Personalized metronomic radiopharmaceutical therapy through injection profile optimization via physiologically based pharmacokinetic (PBPK) modeling.

Each treatment cycle of radiopharmaceutical therapy (RPT) is administered as a single dose. We aimed to investigate a personalized metronomic RPT paradigm, employing multiple lower-dose administrations, to evaluate its effect on delivering radiopharmaceuticals to tumors. We developed a physiologically-based pharmacokinetic (PBPK) model applied to metastatic castration-resistant prostate cancer patients to analyze the impact of metronomic framework and various infusion durations (1-4 h) on absorbed doses (ADs) in tumors and organ-at-risk (OAR). We designed a treatment algorithm to select optimal regimens with high AD, while investigating what we term radiopharmaceutical delivery payload (RDP). This metric evaluates the efficiency of radiopharmaceutical delivery by quantifying the proportion of the administered dose that successfully reaches the target tissue. The goal is to optimize trade-offs between RDP and tumors-AD among injection profiles, amongst varying radioactivity (1-22GBq), total radiopharmaceutical mass (2-2nmol), number of injections (2-6), and time intervals (12-36 h) between injections. Our framework applied to five patients led to increased AD between 2 and 358 Gy (between 2 and 146%) higher than normally administered to patients, safeguarding OARs. Using single-dose scenarios to match ADs in metronomic approach, led to significant increase in injected activities, requiring injection of 0 to 9GBq additional activity (reducing RDP by 3-75%).
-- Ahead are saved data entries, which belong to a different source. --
use std::path::Path;
use tracing::debug;
use ui2code_core::MetricCalculator;
use ui2code_metrics::{CodePair, CodeSimilarityCalculator, ImagePair, VisualSimilarityCalculator};

use crate::error::StageError;

/// Runs both similarity metrics for one item.
#[derive(Debug, Clone, Default)]
pub struct SimilarityScorer {
    code: CodeSimilarityCalculator,
    visual: VisualSimilarityCalculator,
}

impl SimilarityScorer {
    pub fn new() -> Self {
        Self::default()
    }

    /// Compares generated JSX with the ground-truth file.
    pub async fn code_similarity(&self, generated: &str, ground_truth: &Path) -> Result<f64, StageError> {
        let reference = tokio::fs::read_to_string(ground_truth).await.map_err(|e| {
            if e.kind() == std::io::ErrorKind::NotFound {
                StageError::GroundTruthMissing(ground_truth.to_path_buf())
            } else {
                StageError::GroundTruthUnreadable {
                    path: ground_truth.to_path_buf(),
                    source: e,
                }
            }
        })?;

        let output = self
            .code
            .calculate(CodePair::new(generated, reference.trim()))
            .await
            .unwrap_or_else(|never| match never {});
        debug!(score = output.score, metadata = %output.metadata, "Code similarity");
        Ok(output.score)
    }

    /// SSIM of the rendered screenshot against the input screenshot.
    pub async fn visual_similarity(&self, screenshot: &Path, rendered: &Path) -> Result<f64, StageError> {
        let output = self
            .visual
            .calculate(ImagePair::new(screenshot, rendered))
            .await?;
        debug!(score = output.score, "Visual similarity");
        Ok(output.score)
    }
}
Maintaining total administered radioactivity within clinically therapeutic levels, increasing frequency, time interval, and infusion duration increases tumors and OARs AD by 0.05-73%, while it decreased tumors-to-OARs AD ratios by 0.1-30%. Based on the PBPK modeling approach, metronomic RPT appears to improve efficacy (RDP) in delivered doses to tumors for a given total injected radioactivity.